En un rincón de la sala de aquel albergue, calentándose a la llama de la chimenea, un par de viejitos esperaban que el posadero les regalara algo de los restos de la cena, cuando un alto joven moreno interrumpió el ambiente cálido abriendo el portón de entrada, por el que inmediatamente se precipitaron los vientos de esta velada invernal.

 

Llegó algo alterado, el pelo despeinado cubriéndole la cara. Era seguramente un extranjero buscando un sitio donde pernoctar. El propietario le hizo señas de sentarse pero el hombre le explicó que su esposa lo esperaba con su montura, al abrigo de unos arbustos, a unos cien metros de allí. Estaban extenuados y buscaban algún lugar para pasar la noche.

 

El dueño, le anunció el precio de la pieza, después de haberle mencionado los servicios adicionales: agua caliente, doble cobija, sabanas limpias, sanitarios compartidos, desayuno.
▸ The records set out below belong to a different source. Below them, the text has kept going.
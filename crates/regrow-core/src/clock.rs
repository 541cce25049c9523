//! Wall-clock sources.
//!
//! Every timer in the crate works from wall-clock deltas read through
//! [`Clock`]. Production code uses [`SystemClock`]; tests and simulations use
//! [`ManualClock`], which only moves when told to, so a test can jump the
//! clock forward without firing any intermediate ticks.

use std::sync::atomic::{AtomicU64, Ordering};
use std::sync::Arc;

use chrono::{DateTime, TimeZone, Utc};

/// A source of wall-clock time in milliseconds since the Unix epoch.
pub trait Clock: Send + Sync {
    fn now_ms(&self) -> u64;

    fn now(&self) -> DateTime<Utc> {
        Utc.timestamp_millis_opt(self.now_ms() as i64)
            .single()
            .unwrap_or_else(Utc::now)
    }
}

/// Shared clock handle passed to timers and managers.
pub type SharedClock = Arc<dyn Clock>;

#[derive(Debug, Clone, Copy, Default)]
pub struct SystemClock;

impl Clock for SystemClock {
    fn now_ms(&self) -> u64 {
        std::time::SystemTime::now()
            .duration_since(std::time::UNIX_EPOCH)
            .unwrap_or_default()
            .as_millis() as u64
    }

    fn now(&self) -> DateTime<Utc> {
        Utc::now()
    }
}

/// A clock that only moves when advanced explicitly.
///
/// Cloning shares the underlying instant, so a test can hold one handle and
/// hand another to the code under test.
#[derive(Debug, Clone)]
pub struct ManualClock {
    now_ms: Arc<AtomicU64>,
}

impl ManualClock {
    pub fn new(start_ms: u64) -> Self {
        Self {
            now_ms: Arc::new(AtomicU64::new(start_ms)),
        }
    }

    /// Start at a fixed, readable instant (2025-01-01T00:00:00Z).
    pub fn at_epoch_2025() -> Self {
        Self::new(1_735_689_600_000)
    }

    pub fn advance_ms(&self, ms: u64) {
        self.now_ms.fetch_add(ms, Ordering::SeqCst);
    }

    pub fn advance_secs(&self, secs: u64) {
        self.advance_ms(secs * 1000);
    }

    pub fn set_ms(&self, ms: u64) {
        self.now_ms.store(ms, Ordering::SeqCst);
    }

    pub fn shared(&self) -> SharedClock {
        Arc::new(self.clone())
    }
}

impl Clock for ManualClock {
    fn now_ms(&self) -> u64 {
        self.now_ms.load(Ordering::SeqCst)
    }
}

pub fn system() -> SharedClock {
    Arc::new(SystemClock)
}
El norteño – pues su acento lo delataba – empezó a negociar antes de revelar a los asistentes que su mujer, de escasos 17 años, estaba esperando y lo más posible es que daría a luz esta noche.

 

El hotelero sin preguntar más le indicó que, para estos casos, más valía dirigirse al centro de salud más cercano, que apenas quedaba a 3 kilómetros de allí. Allá recibirían la atención necesaria sin molestar a nadie ni importunar a sus clientes: unos acostumbrados comerciantes viajeros, unas colegialas de buenas familias, un “Monseñor”.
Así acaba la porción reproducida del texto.